Stone Fruit, Burrata and Arugula Salad with Manuka Honey and Prosciutto


  • 5 oz. wild arugula
  • 1 Meyer lemon, zest and juice
  • 2 tbsp. extra virgin olive oil
  • 1 tbsp. Manuka honey
  • Salt and pepper, to taste
  • 2 yellow peaches, quartered
  • 2 nectarines, quartered
  • 2 plums, apricots or pluots, halved
  • 1 large ball burrata cheese
  • 3-4 slices prosciutto
  • 1 serrano pepper, thinly sliced
  • Edible flowers for garnish, optional


  1. Place the arugula in a large bowl.

  2. In a small bowl combine the lemon zest and juice, EVOO, honey and a pinch of salt and pepper.
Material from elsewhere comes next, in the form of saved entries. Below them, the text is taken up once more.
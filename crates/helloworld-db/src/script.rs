use rusqlite::Connection;
use tracing::{debug, error, info};

use crate::error::{MigrationError, TransactionAction};
use crate::executor::execute_statement;

/// Split a migration script into individual statements on `;`.
///
/// Scripts must not contain `;` inside comments or string literals: the split
/// is purely textual. Newlines inside a statement are folded into spaces and
/// empty fragments are dropped.
pub fn split_statements(script: &str) -> Vec<String> {
    script
        .split(';')
        .map(|candidate| candidate.replace(['\r', '\n'], " "))
        .map(|candidate| candidate.trim().to_string())
        .filter(|candidate| !candidate.is_empty())
        .collect()
}

/// Run every statement of `script` inside a single transaction.
///
/// The first failing statement rolls the whole script back and is returned
/// as [`MigrationError::Statement`]. Returns the number of statements executed
/// on commit.
pub fn run_script(conn: &Connection, script: &str, name: &str) -> Result<usize, MigrationError> {
    transaction_control(conn, name, TransactionAction::Begin)?;

    info!("executing script: {name}");
    let statements = split_statements(script);

    for (index, statement) in statements.iter().enumerate() {
        debug!("{name}[{index}]: {statement}");
        if let Err(source) = execute_statement(conn, statement) {
            error!("script {name} failed at statement {index}: {source}");
            rollback(conn, name);
            return Err(MigrationError::Statement {
                script: name.to_string(),
                index,
                statement: statement.clone(),
                source,
            });
        }
    }

    if let Err(e) = transaction_control(conn, name, TransactionAction::Commit) {
        rollback(conn, name);
        return Err(e);
    }

    info!("script {name} committed ({} statements)", statements.len());
    Ok(statements.len())
}

fn transaction_control(
    conn: &Connection,
    script: &str,
    action: TransactionAction,
) -> Result<(), MigrationError> {
    execute_statement(conn, &action.to_string()).map_err(|source| {
        error!("script {script}: {action} failed: {source}");
        MigrationError::TransactionControl {
            script: script.to_string(),
            action,
            source,
        }
    })
}

// A failed rollback is only logged; the caller already has the error that
// triggered it.
fn rollback(conn: &Connection, script: &str) {
    if transaction_control(conn, script, TransactionAction::Rollback).is_ok() {
        info!("script {script} rolled back");
    }
}
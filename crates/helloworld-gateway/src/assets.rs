use axum::http::{StatusCode, header};
use axum::response::{IntoResponse, Response};
use rust_embed::Embed;
use tracing::warn;

/// Static UI files, addressed as `ui/<path>`.
#[derive(Embed)]
#[folder = "ui/"]
#[prefix = "ui/"]
struct StaticAssets;

pub const INDEX_PAGE: &str = "ui/index.html";
pub const HELLO_WORLD_PAGE: &str = "ui/pages/helloworld.html";

/// Serve an embedded file with a mime type guessed from its extension.
pub fn asset_response(path: &str) -> Response {
    match StaticAssets::get(path) {
        Some(content) => {
            let mime = mime_guess::from_path(path)
                .first_or_octet_stream()
                .to_string();
            (
                StatusCode::OK,
                [(header::CONTENT_TYPE, mime)],
                content.data.into_owned(),
            )
                .into_response()
        }
        None => {
            warn!("static file not found: {path}");
            (StatusCode::NOT_FOUND, "404 page not found\n").into_response()
        }
    }
}
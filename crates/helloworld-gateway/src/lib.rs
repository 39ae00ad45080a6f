pub mod assets;
pub mod handlers;
pub mod middleware;
pub mod router;
pub mod server;
pub mod state;

pub use router::build_router;
pub use server::{GatewayServer, migrate_database};
pub use state::{AppState, SharedState};
use std::path::{Path, PathBuf};

use helloworld_common::{Error, Result};
use tracing::{debug, info};

use crate::model::{AppConfig, app_dir};

const CANDIDATE_FILES: &[&str] = &["config.yml", "config.yaml", "config.toml"];

/// Locates and parses the service configuration.
///
/// A missing config file is not an error: the service runs on defaults.
pub struct ConfigLoader {
    config_dir: PathBuf,
}

impl ConfigLoader {
    pub fn new(config_dir: impl Into<PathBuf>) -> Self {
        Self {
            config_dir: config_dir.into(),
        }
    }

    /// Loader rooted at `<home>/<app_name>`.
    pub fn for_app(app_name: &str) -> Result<Self> {
        Ok(Self::new(app_dir(app_name)?))
    }

    pub fn config_dir(&self) -> &Path {
        &self.config_dir
    }

    /// First existing candidate file in the config directory, if any.
    pub fn find_config_file(&self) -> Option<PathBuf> {
        CANDIDATE_FILES
            .iter()
            .map(|name| self.config_dir.join(name))
            .find(|path| path.is_file())
    }

    pub fn load(&self) -> Result<AppConfig> {
        match self.find_config_file() {
            Some(path) => Self::load_file(&path),
            None => {
                debug!(
                    "no config file in {}, using defaults",
                    self.config_dir.display()
                );
                Ok(AppConfig::default())
            }
        }
    }

    pub fn load_file(path: &Path) -> Result<AppConfig> {
        let contents = std::fs::read_to_string(path)
            .map_err(|e| Error::Config(format!("failed to read {}: {e}", path.display())))?;

        let ext = path.extension().and_then(|e| e.to_str()).unwrap_or("");
        let config = match ext {
            "yml" | "yaml" => serde_yaml::from_str(&contents)
                .map_err(|e| Error::Config(format!("YAML parse error: {e}")))?,
            "toml" => toml::from_str(&contents)
                .map_err(|e| Error::Config(format!("TOML parse error: {e}")))?,
            other => {
                return Err(Error::Config(format!(
                    "unsupported config extension: {other}"
                )));
            }
        };

        info!("config loaded from {}", path.display());
        Ok(config)
    }
}
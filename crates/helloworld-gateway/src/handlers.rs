use axum::Json;
use axum::extract::{Path, State};
use axum::http::{StatusCode, Uri};
use axum::response::{IntoResponse, Response};
use helloworld_common::Error;
use serde_json::json;
use tracing::error;

use crate::assets::{HELLO_WORLD_PAGE, INDEX_PAGE, asset_response};
use crate::state::SharedState;

/// Error returned by JSON API handlers.
pub struct ApiError(Error);

impl From<Error> for ApiError {
    fn from(e: Error) -> Self {
        Self(e)
    }
}

impl IntoResponse for ApiError {
    fn into_response(self) -> Response {
        let status = match &self.0 {
            Error::NotFound(_) => StatusCode::NOT_FOUND,
            _ => StatusCode::INTERNAL_SERVER_ERROR,
        };
        error!("request failed: {}", self.0);
        (status, Json(json!({ "error": self.0.to_string() }))).into_response()
    }
}

pub async fn home_page() -> Response {
    asset_response(INDEX_PAGE)
}

pub async fn hello_world() -> Response {
    asset_response(HELLO_WORLD_PAGE)
}

pub async fn hello_vars(Path((var1, var2)): Path<(String, String)>) -> String {
    format!("Path params: {var1} {var2}\n")
}

pub async fn health() -> &'static str {
    "ok"
}

pub async fn status(State(state): State<SharedState>) -> Json<serde_json::Value> {
    // Read live so a degraded start stays visible.
    let schema_version = state.database.schema_version().ok().map(|v| v.get());
    let database = state
        .database
        .path()
        .map(|p| p.display().to_string())
        .unwrap_or_else(|| ":memory:".to_string());

    Json(json!({
        "status": "running",
        "schema_version": schema_version,
        "database": database,
        "migration": state.migration,
    }))
}

pub async fn greetings(State(state): State<SharedState>) -> Result<Response, ApiError> {
    let greetings = state.database.greetings()?;
    Ok(Json(greetings).into_response())
}

/// Anything no route claimed is looked up among the embedded UI files.
pub async fn static_file(uri: Uri) -> Response {
    asset_response(uri.path().trim_start_matches('/'))
}
use std::future::Future;
use std::sync::Arc;

use axum::ServiceExt;
use axum::extract::Request;
use helloworld_common::Result;
use helloworld_config::{AppConfig, DatabaseConfig};
use helloworld_db::{Database, FailurePolicy, MigrationReport, Migrator};
use tokio::net::TcpListener;
use tower::Layer;
use tower_http::normalize_path::NormalizePathLayer;
use tracing::{error, info, warn};

use crate::router::build_router;
use crate::state::AppState;

/// Bring `database` up to the newest schema using the configured failure
/// policy.
///
/// With `abort_on_migration_failure` the first failing step is returned as an
/// error; otherwise it is logged and the report records it.
pub fn migrate_database(database: &Database, config: &DatabaseConfig) -> Result<MigrationReport> {
    let policy = if config.abort_on_migration_failure {
        FailurePolicy::Abort
    } else {
        FailurePolicy::Continue
    };
    let migrator = Migrator::embedded().with_failure_policy(policy);

    match database.migrate(&migrator) {
        Ok(report) => {
            if let Some(failure) = &report.failure {
                warn!("starting with an incomplete schema: {failure}");
            }
            Ok(report)
        }
        Err(e) => {
            error!("database migration failed: {e}");
            Err(e)
        }
    }
}

/// The HTTP server. Opens and migrates the database, then binds and serves.
pub struct GatewayServer {
    config: AppConfig,
    database: Option<Arc<Database>>,
}

impl GatewayServer {
    pub fn new(config: AppConfig) -> Self {
        Self {
            config,
            database: None,
        }
    }

    /// Use an already opened database instead of the configured file.
    pub fn with_database(mut self, database: Arc<Database>) -> Self {
        self.database = Some(database);
        self
    }

    pub async fn run(self) -> Result<()> {
        self.run_until(std::future::pending()).await
    }

    pub async fn run_until<F>(self, shutdown: F) -> Result<()>
    where
        F: Future<Output = ()> + Send + 'static,
    {
        let database = match self.database {
            Some(db) => db,
            None => Arc::new(Database::open(&self.config.database.resolve_path()?)?),
        };

        // Migrations finish before the listener exists.
        let report = migrate_database(&database, &self.config.database)?;
        info!("current database version: {}", report.final_version);

        let addr = format!("{}:{}", self.config.gateway.host, self.config.gateway.port);
        let state = Arc::new(AppState::new(self.config, database, report));
        let app = NormalizePathLayer::trim_trailing_slash().layer(build_router(state));

        let listener = TcpListener::bind(&addr).await?;
        info!("helloworld gateway listening on {}", addr);

        axum::serve(listener, ServiceExt::<Request>::into_make_service(app))
            .with_graceful_shutdown(shutdown)
            .await
            .map_err(|e| helloworld_common::Error::Gateway(format!("server error: {e}")))?;

        info!("gateway stopped");
        Ok(())
    }
}
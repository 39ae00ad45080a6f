use std::sync::Arc;

use helloworld_config::AppConfig;
use helloworld_db::{Database, MigrationReport};

/// Shared application state accessible from all request handlers.
pub struct AppState {
    pub config: AppConfig,
    pub database: Arc<Database>,
    /// Outcome of the startup migration run.
    pub migration: MigrationReport,
}

impl AppState {
    pub fn new(config: AppConfig, database: Arc<Database>, migration: MigrationReport) -> Self {
        Self {
            config,
            database,
            migration,
        }
    }
}

pub type SharedState = Arc<AppState>;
Whisk together.

  3. Pour about 1/2 of the dressing over the arugula and toss. Place the dressed arugula onto a shallow platter or bowl.

  4. Place the cut stone fruit into the same bowl you tossed the arugula in and pour over the remaining dressing. Gently toss.

  5. Place the dressed fruit on top of the arugula followed by torn pieces of burrata, prosciutto and the thinly sliced serrano. Finish with edible flowers and freshly cracked black pepper. Serve immediately.

    Recipe Courtesy of Megan Mitchell

    As seen on Prep School HERE!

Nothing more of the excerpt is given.